_Instructions for the task:_
Where a line below holds the string "Option", that line goes into the answer.

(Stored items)
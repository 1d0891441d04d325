//! Read-only reference diagnostics
//!
//! Reports how every stored reference of a body would resolve right now,
//! under the same policy a rebuild applies. Nothing here registers, rebinds
//! or writes back.

use rk_cad::CadKernel;
use serde::{Deserialize, Serialize};
use uuid::Uuid;

use crate::body::Body;
use crate::config::NamingConfig;
use crate::feature::TopologyReferences;
use crate::indexer::TopologyIndex;
use crate::naming::{ResolutionMethod, ShapeNamingService};
use crate::resolve::{FailureCategory, ReferenceResolver, ReferenceSet};
use crate::shape_id::{FeatureId, ShapeKind};

#[derive(Debug, Clone, Copy, PartialEq, Eq, Serialize, Deserialize)]
#[serde(rename_all = "snake_case")]
pub enum HealthStatus {
    Ok,
    Broken,
}

#[derive(Debug, Clone, PartialEq, Eq, Serialize, Deserialize)]
pub struct ReferenceHealth {
    pub kind: ShapeKind,
    pub method: ResolutionMethod,
    /// Failure or drift reported for the reference kind
    #[serde(default)]
    pub category: Option<FailureCategory>,
}

impl ReferenceHealth {
    pub fn is_ok(&self) -> bool {
        self.method.is_resolved()
    }
}

#[derive(Debug, Clone, PartialEq, Eq, Serialize, Deserialize)]
pub struct FeatureHealth {
    pub feature_id: FeatureId,
    pub name: String,
    pub ok_count: usize,
    pub broken_count: usize,
    pub refs: Vec<ReferenceHealth>,
}

#[derive(Debug, Clone, PartialEq, Eq, Serialize, Deserialize)]
pub struct HealthReport {
    pub body_id: Uuid,
    pub status: HealthStatus,
    pub features: Vec<FeatureHealth>,
}

impl HealthReport {
    pub fn is_ok(&self) -> bool {
        self.status == HealthStatus::Ok
    }

    pub fn feature(&self, feature_id: &FeatureId) -> Option<&FeatureHealth> {
        self.features.iter().find(|f| &f.feature_id == feature_id)
    }
}

/// Number of references stored in a set
fn stored_count(set: &ReferenceSet) -> usize {
    if set.has_topological() {
        set.indices.len().max(set.shape_ids.len())
    } else {
        set.selectors.len()
    }
}

pub(crate) fn build(
    naming: &ShapeNamingService,
    kernel: &dyn CadKernel,
    body: &Body,
    config: &NamingConfig,
) -> HealthReport {
    let mut features = Vec::new();

    for (position, feature) in body.features().iter().enumerate() {
        if feature.suppressed {
            continue;
        }
        let index = body
            .input_solid(position)
            .map(|solid| TopologyIndex::build(kernel, &solid))
            .unwrap_or_default();
        let resolver = ReferenceResolver::new(naming, &index, body.id, config);

        let mut refs = Vec::new();
        for (kind, set) in feature.references() {
            match resolver.check(kind, set, feature.is_strict()) {
                Ok((methods, notices)) => {
                    let category = notices.first().map(|n| n.category);
                    refs.extend(methods.into_iter().map(|method| ReferenceHealth {
                        kind,
                        method,
                        category,
                    }));
                }
                Err(notice) => {
                    let broken = ReferenceHealth {
                        kind,
                        method: ResolutionMethod::Unresolved,
                        category: Some(notice.category),
                    };
                    refs.extend(std::iter::repeat_n(broken, stored_count(set)));
                }
            }
        }

        let ok_count = refs.iter().filter(|r| r.is_ok()).count();
        features.push(FeatureHealth {
            feature_id: feature.id.clone(),
            name: feature.name.clone(),
            ok_count,
            broken_count: refs.len() - ok_count,
            refs,
        });
    }

    let status = if features.iter().any(|f| f.broken_count > 0) {
        HealthStatus::Broken
    } else {
        HealthStatus::Ok
    };
    HealthReport {
        body_id: body.id,
        status,
        features,
    }
}

#[cfg(test)]
mod tests {
    use super::*;
    use crate::feature::{Feature, StatusCode};
    use crate::indexer::Entity;
    use crate::selector::GeometricSelector;
    use crate::shape_id::ShapeId;
    use crate::test_support::box_document;
    use glam::Vec3;
    use rk_cad::PolyKernel;

    #[test]
    fn test_health_of_unbuilt_references() {
        let kernel = PolyKernel::new();
        let naming = ShapeNamingService::new();
        let mut body = Body::new("Body");
        let solid = kernel.create_box(Vec3::ZERO, Vec3::splat(2.0)).unwrap();
        body.push_feature(Feature::block("Box", Vec3::ZERO, Vec3::splat(2.0)).with_id("Box"));
        body.push_feature(
            Feature::fillet("Fillet", ReferenceSet::from_indices([0, 40]), 0.1).with_id("Fillet"),
        );
        let ghost = ShapeId::new(ShapeKind::Face, FeatureId::from("Gone"), 0, "00");
        body.push_feature(
            Feature::texture("Texture", ReferenceSet::from_shape_ids([ghost]), 0.1)
                .with_id("Texture"),
        );
        body.set_feature_solids(vec![Some(solid), Some(solid), Some(solid)]);

        let report = naming.get_health_report(&kernel, &body, &NamingConfig::default());
        assert_eq!(report.status, HealthStatus::Broken);
        assert!(report.feature(&FeatureId::from("Box")).unwrap().refs.is_empty());

        // one index out of range fails the whole edge set of a strict feature
        let fillet = report.feature(&FeatureId::from("Fillet")).unwrap();
        assert_eq!((fillet.ok_count, fillet.broken_count), (0, 2));
        assert_eq!(fillet.refs[0].category, Some(FailureCategory::MissingRef));
        let texture = report.feature(&FeatureId::from("Texture")).unwrap();
        assert_eq!(texture.refs[0].method, ResolutionMethod::Unresolved);
        // diagnostics never register anything
        assert_eq!(naming.record_count(body.id), 0);
    }

    #[test]
    fn test_disagreeing_references_are_broken() {
        let (mut doc, body_id) = box_document();
        let box_ids = doc.naming().records_for_feature(body_id, &FeatureId::from("Box"));
        let refs = ReferenceSet::from_indices([2]).with_shape_ids([box_ids[6 + 5].id.clone()]);
        doc.body_mut(body_id)
            .unwrap()
            .push_feature(Feature::fillet("Fillet", refs, 1.0).with_id("Fillet"));

        let report = doc.health_report(body_id).unwrap();
        assert!(!report.is_ok());
        let fillet = report.feature(&FeatureId::from("Fillet")).unwrap();
        assert_eq!((fillet.ok_count, fillet.broken_count), (0, 1));
        assert_eq!(fillet.refs[0].category, Some(FailureCategory::Mismatch));

        // a rebuild rejects the feature for the same reason
        let report = doc.rebuild(body_id).unwrap();
        let status = report.status_of(&FeatureId::from("Fillet")).unwrap();
        assert_eq!(status.code, Some(StatusCode::Mismatch));
    }

    #[test]
    fn test_selector_only_references_are_reported() {
        let (mut doc, body_id) = box_document();
        let records = doc.naming().record_count(body_id);
        let solid = doc.body(body_id).unwrap().feature_solids()[0].unwrap();
        let edge = TopologyIndex::build(doc.kernel(), &solid)
            .entity_at(ShapeKind::Edge, 4)
            .unwrap();
        let far = doc
            .kernel()
            .create_box(Vec3::splat(100.0), Vec3::ONE)
            .unwrap();
        let stray = TopologyIndex::build(doc.kernel(), &far)
            .entity_at(ShapeKind::Edge, 0)
            .unwrap();

        let selectors = |entity: &Entity| {
            ReferenceSet::from_selectors([GeometricSelector::from_entity(entity, 1e-3)])
        };
        doc.body_mut(body_id).unwrap().push_feature(
            Feature::chamfer("Chamfer", selectors(&edge), 0.5).with_id("Chamfer"),
        );
        let report = doc.health_report(body_id).unwrap();
        assert!(report.is_ok());
        let chamfer = report.feature(&FeatureId::from("Chamfer")).unwrap();
        assert_eq!(chamfer.refs.len(), 1);
        assert_eq!(chamfer.refs[0].method, ResolutionMethod::Selector);

        let body = doc.body_mut(body_id).unwrap();
        body.features_mut().pop();
        body.push_feature(Feature::chamfer("Stray", selectors(&stray), 0.5).with_id("Stray"));
        let report = doc.health_report(body_id).unwrap();
        let stray = report.feature(&FeatureId::from("Stray")).unwrap();
        assert_eq!((stray.ok_count, stray.broken_count), (0, 1));
        assert_eq!(stray.refs[0].category, Some(FailureCategory::MissingRef));
        assert_eq!(doc.naming().record_count(body_id), records);
    }
}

_The answer:_
    pub category: Option<FailureCategory>,
    pub fn feature(&self, feature_id: &FeatureId) -> Option<&FeatureHealth> {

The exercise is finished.